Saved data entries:
//! Config module.
//! Manages I/O for gomoku_config.json (board geometry, thresholds, engine, cache, loop timing).
//! Uses serde for JSON serialization; every field has a default.
//! Auto-generates the default file if missing.
//! `validate` rejects inconsistent geometry before anything starts.

use std::fmt;
use std::fs;
use std::path::{Path, PathBuf};
use std::time::Duration;

use anyhow::{Context, Result};
use serde::{Deserialize, Serialize};
use tracing::info;

use crate::board::{DEFAULT_BOARD_SIZE, MAX_BOARD_SIZE, Stone};
use crate::error::AssistError;

pub const DEFAULT_CONFIG_PATH: &str = "gomoku_config.json";
const MIN_BOARD_SIZE: usize = 5;

#[derive(Clone, Copy, Debug, Default, PartialEq, Eq, Serialize, Deserialize)]
#[serde(rename_all = "UPPERCASE")]
pub enum RuleMode {
    #[default]
    Renju,
    Freestyle,
}

impl fmt::Display for RuleMode {
    fn fmt(&self, f: &mut fmt::Formatter<'_>) -> fmt::Result {
        match self {
            RuleMode::Renju => write!(f, "RENJU"),
            RuleMode::Freestyle => write!(f, "FREESTYLE"),
        }
    }
}

/// Which side(s) get a suggestion.
#[derive(Clone, Copy, Debug, Default, PartialEq, Eq, Serialize, Deserialize)]
#[serde(rename_all = "lowercase")]
pub enum Advise {
    #[default]
    Both,
    Black,
    White,
}

impl Advise {
    pub fn covers(self, stone: Stone) -> bool {
        match self {
            Advise::Both => true,
            Advise::Black => stone == Stone::Black,
            Advise::White => stone == Stone::White,
        }
    }
}

/// Geometry of the captured board region and the color bands used to read it.
#[derive(Clone, Debug, PartialEq, Serialize, Deserialize)]
#[serde(default)]
pub struct BoardConfig {
    pub grid_size: usize,
    pub cell_size: u32,
    pub piece_size: u32,
    pub image_size: u32,
    pub left: u32,
    pub top: u32,
    /// Max normalized distance to pure black for a pixel to count as black.
    pub black_threshold: f32,
    /// Max normalized distance to pure white for a pixel to count as white.
    pub white_threshold: f32,
    pub rule: RuleMode,
}

impl Default for BoardConfig {
    fn default() -> Self {
        Self {
            grid_size: DEFAULT_BOARD_SIZE,
            cell_size: 84,
            piece_size: 80,
            image_size: 84 * DEFAULT_BOARD_SIZE as u32 + 80,
            left: 625,
            top: 69,
            black_threshold: 0.25,
            white_threshold: 0.25,
            rule: RuleMode::Renju,
        }
    }
}

impl BoardConfig {
    /// Pixel center of an intersection inside the captured region.
    pub fn intersection(&self, row: usize, col: usize) -> (u32, u32) {
        let radius = self.piece_size / 2;
        (
            radius + col as u32 * self.cell_size,
            radius + row as u32 * self.cell_size,
        )
    }

    pub fn expected_image_size(&self) -> u32 {
        self.cell_size * self.grid_size as u32 + self.piece_size
    }

    pub fn validate(&self) -> Result<(), AssistError> {
        if !(MIN_BOARD_SIZE..=MAX_BOARD_SIZE).contains(&self.grid_size) {
            return Err(AssistError::ConfigInvalid(format!(
                "grid_size {} outside {}..={}",
                self.grid_size, MIN_BOARD_SIZE, MAX_BOARD_SIZE
            )));
        }
        if self.cell_size == 0 || self.piece_size == 0 {
            return Err(AssistError::ConfigInvalid(
                "cell_size and piece_size must be positive".into(),
            ));
        }
        if self.piece_size > self.cell_size {
            return Err(AssistError::ConfigInvalid(format!(
                "piece_size {} larger than cell_size {}",
                self.piece_size, self.cell_size
            )));
        }
        let expected = self.expected_image_size();
        if self.image_size.abs_diff(expected) > self.cell_size {
            return Err(AssistError::ConfigInvalid(format!(
                "image_size {} does not match cell_size*{} + piece_size = {}",
                self.image_size, self.grid_size, expected
            )));
        }
        for (name, value) in [
            ("black_threshold", self.black_threshold),
            ("white_threshold", self.white_threshold),
        ] {
            if !(value > 0.0 && value < 1.0) {
                return Err(AssistError::ConfigInvalid(format!(
                    "{} {} must be inside (0, 1)",
                    name, value
                )));
            }
        }
        Ok(())
    }
}

/// How the engine is asked for a move.
#[derive(Clone, Copy, Debug, Default, PartialEq, Eq, Serialize, Deserialize)]
#[serde(rename_all = "lowercase")]
pub enum SearchMode {
    /// Streamed `kata-analyze`, stopped at the visit threshold.
    #[default]
    Analyze,
    /// Single `genmove`, taken back with `undo`.
    Genmove,
}

#[derive(Clone, Debug, PartialEq, Serialize, Deserialize)]
#[serde(default)]
pub struct EngineConfig {
    pub mode: SearchMode,
    pub program: PathBuf,
    pub config_path: PathBuf,
    pub model_path: PathBuf,
    /// Extra arguments appended after the generated ones.
    pub extra_args: Vec<String>,
    /// Stop analysis once the leading candidate has this many visits.
    pub visits_threshold: u64,
    /// `kata-analyze` report interval in centiseconds.
    pub report_interval_cs: u32,
    pub handshake_timeout_ms: u64,
    pub response_timeout_ms: u64,
    pub max_analysis_ms: u64,
    pub restart_backoff_ms: u64,
    /// Ranked candidates kept from each analysis.
    pub max_candidates: usize,
}

impl Default for EngineConfig {
    fn default() -> Self {
        Self {
            mode: SearchMode::Analyze,
            program: PathBuf::from("engine/gom15x_trt"),
            config_path: PathBuf::from("engine/engine.cfg"),
            model_path: PathBuf::from("weights/zhizi_renju28b_s1600.bin.gz"),
            extra_args: Vec::new(),
            visits_threshold: 1600,
            report_interval_cs: 10,
            handshake_timeout_ms: 30_000,
            response_timeout_ms: 5_000,
            max_analysis_ms: 15_000,
            restart_backoff_ms: 2_000,
            max_candidates: 7,
        }
    }
}

impl EngineConfig {
    pub fn handshake_timeout(&self) -> Duration {
        Duration::from_millis(self.handshake_timeout_ms)
    }

    pub fn response_timeout(&self) -> Duration {
        Duration::from_millis(self.response_timeout_ms)
    }

    pub fn max_analysis(&self) -> Duration {
        Duration::from_millis(self.max_analysis_ms)
    }

    pub fn restart_backoff(&self) -> Duration {
        Duration::from_millis(self.restart_backoff_ms)
    }

    /// Full argument list for a GTP session under the given rule.
    pub fn launch_args(&self, rule: RuleMode) -> Vec<String> {
        let mut args = vec![
            "gtp".to_string(),
            "-config".to_string(),
            self.config_path.display().to_string(),
            "-model".to_string(),
            self.model_path.display().to_string(),
            "-override-config".to_string(),
            format!("basicRule={}", rule),
        ];
        args.extend(self.extra_args.iter().cloned());
        args
    }
}

#[derive(Clone, Debug, PartialEq, Serialize, Deserialize)]
#[serde(default)]
pub struct CacheConfig {
    pub chess_manual_size: usize,
    pub chess_manual_path: PathBuf,
    /// Flush to disk after this many inserts (0 = only on shutdown).
    pub flush_every: usize,
}

impl Default for CacheConfig {
    fn default() -> Self {
        Self {
            chess_manual_size: 10_000,
            chess_manual_path: PathBuf::from("chess_manual.json"),
            flush_every: 20,
        }
    }
}

#[derive(Clone, Debug, PartialEq, Serialize, Deserialize)]
#[serde(default)]
pub struct SchedulerConfig {
    pub poll_interval_ms: u64,
    pub capture_timeout_ms: u64,
    /// Consecutive inconsistent stable readings before the history is rebuilt.
    pub resync_after: u32,
    pub advise: Advise,
    /// Capacity of the request channel to the engine worker.
    pub queue_depth: usize,
}

impl Default for SchedulerConfig {
    fn default() -> Self {
        Self {
            poll_interval_ms: 500,
            capture_timeout_ms: 2_000,
            resync_after: 3,
            advise: Advise::Both,
            queue_depth: 4,
        }
    }
}

impl SchedulerConfig {
    pub fn poll_interval(&self) -> Duration {
        Duration::from_millis(self.poll_interval_ms)
    }

    pub fn capture_timeout(&self) -> Duration {
        Duration::from_millis(self.capture_timeout_ms)
    }
}

#[derive(Clone, Debug, Default, PartialEq, Serialize, Deserialize)]
#[serde(default)]
pub struct Config {
    pub board: BoardConfig,
    pub engine: EngineConfig,
    pub cache: CacheConfig,
    pub scheduler: SchedulerConfig,
}

impl Config {
    /// Loads the config file, writing the defaults first if it does not exist.
    pub fn load_or_init(path: &Path) -> Result<Config> {
        if !path.exists() {
            let config = Config::default();
            config.save(path)?;
            info!(path = %path.display(), "wrote default config");
            return Ok(config);
        }
        let text = fs::read_to_string(path)
            .with_context(|| format!("Failed to read config {}", path.display()))?;
        let config: Config = serde_json::from_str(&text)
            .map_err(|e| AssistError::ConfigInvalid(format!("{}: {}", path.display(), e)))?;
        config.validate()?;
        Ok(config)
    }

    pub fn save(&self, path: &Path) -> Result<()> {
        if let Some(parent) = path.parent().filter(|p| !p.as_os_str().is_empty()) {
            fs::create_dir_all(parent)
                .with_context(|| format!("Failed to create {}", parent.display()))?;
        }
        let text = serde_json::to_string_pretty(self).context("Failed to serialize config")?;
        fs::write(path, text).with_context(|| format!("Failed to write config {}", path.display()))
    }

    pub fn validate(&self) -> Result<(), AssistError> {
        self.board.validate()?;
        if self.engine.visits_threshold == 0 {
            return Err(AssistError::ConfigInvalid(
                "visits_threshold must be positive".into(),
            ));
        }
        if self.engine.max_candidates == 0 {
            return Err(AssistError::ConfigInvalid(
                "max_candidates must be positive".into(),
            ));
        }
        let timings = [
            ("report_interval_cs", u64::from(self.engine.report_interval_cs)),
            ("handshake_timeout_ms", self.engine.handshake_timeout_ms),
            ("response_timeout_ms", self.engine.response_timeout_ms),
            ("max_analysis_ms", self.engine.max_analysis_ms),
        ];
        if let Some((name, _)) = timings.iter().find(|(_, value)| *value == 0) {
            return Err(AssistError::ConfigInvalid(format!("{} must be positive", name)));
        }
        if self.cache.chess_manual_size == 0 {
            return Err(AssistError::ConfigInvalid(
                "chess_manual_size must be positive".into(),
            ));
        }
        if self.scheduler.poll_interval_ms == 0 || self.scheduler.queue_depth == 0 {
            return Err(AssistError::ConfigInvalid(
                "poll_interval_ms and queue_depth must be positive".into(),
            ));
        }
        Ok(())
    }
}

#[cfg(test)]
mod tests {
    use super::*;

    #[test]
    fn test_default_config_is_valid() {
        assert!(Config::default().validate().is_ok());
    }

    #[test]
    fn test_zero_engine_timings_rejected() {
        let mut config = Config::default();
        config.engine.response_timeout_ms = 0;
        let err = config.validate().unwrap_err();
        assert!(matches!(err, AssistError::ConfigInvalid(_)));
        assert!(err.to_string().contains("response_timeout_ms"));

        let mut config = Config::default();
        config.engine.report_interval_cs = 0;
        assert!(config.validate().unwrap_err().to_string().contains("report_interval_cs"));

        let mut config = Config::default();
        config.engine.handshake_timeout_ms = 0;
        assert!(config.validate().is_err());

        let mut config = Config::default();
        config.engine.max_analysis_ms = 0;
        assert!(config.validate().is_err());
    }

    #[test]
    fn test_image_size_mismatch_rejected() {
        let mut board = BoardConfig::default();
        board.image_size = 600;
        let err = board.validate().unwrap_err();
        assert!(matches!(err, AssistError::ConfigInvalid(_)));
        assert!(err.to_string().contains("image_size"));
    }

    #[test]
    fn test_image_size_tolerates_one_cell() {
        // Region that ends at the last intersection plus a stone radius.
        let mut board = BoardConfig::default();
        board.image_size = board.cell_size * (board.grid_size as u32 - 1) + board.piece_size;
        assert!(board.validate().is_ok());
    }

    #[test]
    fn test_piece_larger_than_cell_rejected() {
        let mut board = BoardConfig::default();
        board.piece_size = board.cell_size + 1;
        board.image_size = board.expected_image_size();
        assert!(board.validate().is_err());
    }

    #[test]
    fn test_threshold_bounds() {
        let mut board = BoardConfig::default();
        board.white_threshold = 1.5;
        assert!(board.validate().is_err());
    }

    #[test]
    fn test_intersection_centers() {
        let board = BoardConfig::default();
        assert_eq!(board.intersection(0, 0), (40, 40));
        assert_eq!(board.intersection(7, 7), (40 + 7 * 84, 40 + 7 * 84));
    }

    #[test]
    fn test_launch_args_carry_rule() {
        let engine = EngineConfig::default();
        let args = engine.launch_args(RuleMode::Freestyle);
        assert_eq!(args[0], "gtp");
        assert!(args.contains(&"basicRule=FREESTYLE".to_string()));
    }

    #[test]
    fn test_load_or_init_writes_defaults() {
        let dir = tempfile::tempdir().unwrap();
        let path = dir.path().join("gomoku_config.json");
        let config = Config::load_or_init(&path).unwrap();
        assert!(path.exists());
        assert_eq!(config, Config::default());
        let reloaded = Config::load_or_init(&path).unwrap();
        assert_eq!(reloaded, config);
    }

    #[test]
    fn test_load_partial_file_uses_defaults() {
        let dir = tempfile::tempdir().unwrap();
        let path = dir.path().join("cfg.json");
        fs::write(&path, r#"{"board": {"rule": "FREESTYLE"}, "engine": {"visits_threshold": 50}}"#)
            .unwrap();
        let config = Config::load_or_init(&path).unwrap();
        assert_eq!(config.board.rule, RuleMode::Freestyle);
        assert_eq!(config.engine.visits_threshold, 50);
        assert_eq!(config.cache, CacheConfig::default());
    }

    #[test]
    fn test_load_rejects_inconsistent_geometry() {
        let dir = tempfile::tempdir().unwrap();
        let path = dir.path().join("cfg.json");
        fs::write(&path, r#"{"board": {"image_size": 100}}"#).unwrap();
        let err = Config::load_or_init(&path).unwrap_err();
        let assist = err.downcast_ref::<AssistError>().unwrap();
        assert!(matches!(assist, AssistError::ConfigInvalid(_)));
    }
}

* Assigned task
Write down again the exact lines running from the beginning of the data to the line containing "use std::fs;", with both ends included.

* Solution below
//! Config module.
//! Manages I/O for gomoku_config.json (board geometry, thresholds, engine, cache, loop timing).
//! Uses serde for JSON serialization; every field has a default.
//! Auto-generates the default file if missing.
//! `validate` rejects inconsistent geometry before anything starts.

use std::fmt;
use std::fs;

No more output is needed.